● Assigned task: I would like every line of the records below that contains the word "success" copied.
*** Opening of Record extracts ***
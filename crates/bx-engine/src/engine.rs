//! `Engine`: drives one run to completion (spec.md §4.2). Grounded on
//! `fc-outbox::enhanced_processor::EnhancedOutboxProcessor` — atomics for
//! shared counters, one cooperative `running`/abort flag, `tokio::spawn` per
//! unit of work.

use std::marker::PhantomData;
use std::sync::{Arc, Mutex};
use std::time::{Duration, Instant};

use tracing::{debug, error, info, warn};

use bx_common::{chunk_records, ExecutionContext, ProcessingResult};
use bx_gates::ConcurrencyGates;
use bx_metrics::RunCounters;

use crate::error::EngineError;
use crate::traits::{BatchProcessor, ProgressTracker, WorkItemFetcher, WorkItemReader};

/// Result of a completed (or aborted) run, per spec.md §6's CLI surface.
#[derive(Debug, Clone)]
pub struct ExecutionResult {
    pub success: bool,
    pub abort_reason: Option<String>,
    pub work_items_processed: u64,
    pub total_work_items: u64,
    pub records_processed: u64,
    pub total_errors: u64,
    pub duration: Duration,
}

/// Generic over the work item type `T`, the record type `R`, and the
/// per-record processing outcome `V`.
pub struct Engine<T, R, V> {
    gates: Arc<ConcurrencyGates>,
    counters: Arc<RunCounters>,
    batch_size: usize,
    abort_reason: Arc<Mutex<Option<String>>>,
    _marker: PhantomData<fn() -> (T, R, V)>,
}

impl<T, R, V> Engine<T, R, V>
where
    T: Send + Sync + Clone + 'static,
    R: Send + Sync + Clone + 'static,
    V: Send + Sync + 'static,
{
    pub fn new(gates: Arc<ConcurrencyGates>, counters: Arc<RunCounters>, batch_size: usize) -> Self {
        assert!(batch_size > 0, "batch_size must be > 0");
        Self {
            gates,
            counters,
            batch_size,
            abort_reason: Arc::new(Mutex::new(None)),
            _marker: PhantomData,
        }
    }

    /// Live counters, read without blocking (spec.md §4.2).
    pub fn metrics(&self) -> bx_metrics::RunCountersSnapshot {
        self.counters.read()
    }

    /// Callable during `execute`; delegates to the gates, clamped elsewhere
    /// by the caller (the manager enforces `ConcurrencyLimits`).
    pub async fn adjust_concurrency(&self, settings: bx_common::ConcurrencySettings) {
        let (wi, proc) = self.gates.resize(settings).await;
        debug!(?wi, ?proc, "concurrency adjusted");
    }

    pub fn is_aborted(&self) -> bool {
        self.gates.is_cancelled()
    }

    pub fn current_settings(&self) -> bx_common::ConcurrencySettings {
        self.gates.current_settings()
    }

    /// Cooperative shutdown: no new gate acquisitions succeed; in-flight
    /// reader/processor calls are allowed to complete (spec.md §5).
    pub fn abort(&self, reason: impl Into<String>) {
        Self::record_abort(&self.abort_reason, &self.gates, reason.into());
    }

    /// Shared by `abort()` and `run_work_item`'s invariant-violation path:
    /// the first reason wins, and the gates are only ever cancelled once a
    /// reason has been recorded so `execute()` never reports `success=true`
    /// for an aborted run.
    fn record_abort(abort_reason: &Mutex<Option<String>>, gates: &ConcurrencyGates, reason: String) {
        let mut guard = abort_reason.lock().unwrap();
        if guard.is_none() {
            warn!(reason = %reason, "engine abort requested");
            *guard = Some(reason);
        }
        gates.cancel();
    }

    pub async fn execute(
        &self,
        ctx: Arc<ExecutionContext>,
        fetcher: Arc<dyn WorkItemFetcher<T>>,
        reader: Arc<dyn WorkItemReader<T, R>>,
        processor: Arc<dyn BatchProcessor<R, V>>,
        tracker: Arc<dyn ProgressTracker<T, V>>,
    ) -> Result<ExecutionResult, EngineError> {
        let start = Instant::now();
        let items = fetcher.fetch_work_items(&ctx).await?;
        self.counters.set_total_work_items(items.len() as u64);
        info!(total_work_items = items.len(), "run started");

        let mut handles = Vec::with_capacity(items.len());
        for item in items {
            let gates = Arc::clone(&self.gates);
            let counters = Arc::clone(&self.counters);
            let abort_reason = Arc::clone(&self.abort_reason);
            let reader = Arc::clone(&reader);
            let processor = Arc::clone(&processor);
            let tracker = Arc::clone(&tracker);
            let ctx = Arc::clone(&ctx);
            let batch_size = self.batch_size;

            handles.push(tokio::spawn(Self::run_work_item(
                gates, counters, abort_reason, reader, processor, tracker, ctx, item, batch_size,
            )));
        }

        for handle in handles {
            if let Err(join_err) = handle.await {
                error!(error = %join_err, "work item task panicked");
            }
        }

        let abort_reason = self.abort_reason.lock().unwrap().clone();
        let snapshot = self.counters.read();
        if abort_reason.is_some() {
            warn!(reason = ?abort_reason, "run aborted");
        } else {
            info!("run completed");
        }

        Ok(ExecutionResult {
            success: abort_reason.is_none(),
            abort_reason,
            work_items_processed: snapshot.work_items_processed,
            total_work_items: snapshot.total_work_items,
            records_processed: snapshot.records_processed,
            total_errors: snapshot.total_errors,
            duration: start.elapsed(),
        })
    }

    async fn run_work_item(
        gates: Arc<ConcurrencyGates>,
        counters: Arc<RunCounters>,
        abort_reason: Arc<Mutex<Option<String>>>,
        reader: Arc<dyn WorkItemReader<T, R>>,
        processor: Arc<dyn BatchProcessor<R, V>>,
        tracker: Arc<dyn ProgressTracker<T, V>>,
        ctx: Arc<ExecutionContext>,
        item: T,
        batch_size: usize,
    ) {
        let permit = match gates.acquire_work_item().await {
            Ok(p) => p,
            Err(_) => return,
        };

        tracker.on_work_item_start(&item);

        let records = match reader.read_work_item(&item, &ctx).await {
            Ok(records) => records,
            Err(EngineError::InvariantViolation(msg)) => {
                error!(error = %msg, "engine invariant violated, aborting run");
                Self::record_abort(&abort_reason, &gates, "engine invariant".to_string());
                counters.incr_failed_work_items(1);
                counters.incr_total_errors(1);
                tracker.on_work_item_failure(&item, &EngineError::InvariantViolation(msg));
                counters.incr_work_items_processed(1);
                let snap = counters.read();
                tracker.report_progress(snap.work_items_processed, snap.total_work_items);
                drop(permit);
                return;
            }
            Err(err) => {
                counters.incr_failed_work_items(1);
                counters.incr_total_errors(1);
                tracker.on_work_item_failure(&item, &err);
                counters.incr_work_items_processed(1);
                let snap = counters.read();
                tracker.report_progress(snap.work_items_processed, snap.total_work_items);
                drop(permit);
                return;
            }
        };

        let batches = chunk_records(&records, batch_size);
        let mut sub_handles = Vec::with_capacity(batches.len());
        for batch in batches {
            let gates = Arc::clone(&gates);
            let processor = Arc::clone(&processor);
            let ctx = Arc::clone(&ctx);
            let len = batch.len();
            let handle = tokio::spawn(async move {
                let proc_permit = match gates.acquire_processing().await {
                    Ok(p) => p,
                    Err(_) => return Vec::new(),
                };
                let results = processor.process_batch(&batch, &ctx).await;
                drop(proc_permit);
                if results.len() != len {
                    error!(
                        expected = len,
                        actual = results.len(),
                        "processor returned a result count mismatched with its input batch"
                    );
                }
                results
            });
            sub_handles.push((len, handle));
        }

        let mut all_results: Vec<ProcessingResult<V>> = Vec::with_capacity(records.len());
        for (len, handle) in sub_handles {
            match handle.await {
                Ok(results) => {
                    for result in &results {
                        counters.incr_records_processed(1);
                        if result.is_failure() {
                            counters.incr_total_errors(1);
                        }
                    }
                    all_results.extend(results);
                }
                Err(join_err) => {
                    // `process_batch` panicked: attribute a failure to every
                    // record in that batch rather than losing the batch
                    // silently (spec.md §4.2's processor-throws policy).
                    error!(error = %join_err, "batch processing task panicked");
                    for _ in 0..len {
                        counters.incr_records_processed(1);
                        counters.incr_total_errors(1);
                        all_results.push(ProcessingResult::Failure(join_err.to_string()));
                    }
                }
            }
        }

        tracker.on_work_item_complete(&item, records.len(), &all_results);
        counters.incr_work_items_processed(1);
        let snap = counters.read();
        tracker.report_progress(snap.work_items_processed, snap.total_work_items);
        drop(permit);
    }
}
*** Close of Record extracts ***
● Solution to this task:
    pub success: bool,
    /// reason has been recorded so `execute()` never reports `success=true`
            success: abort_reason.is_none(),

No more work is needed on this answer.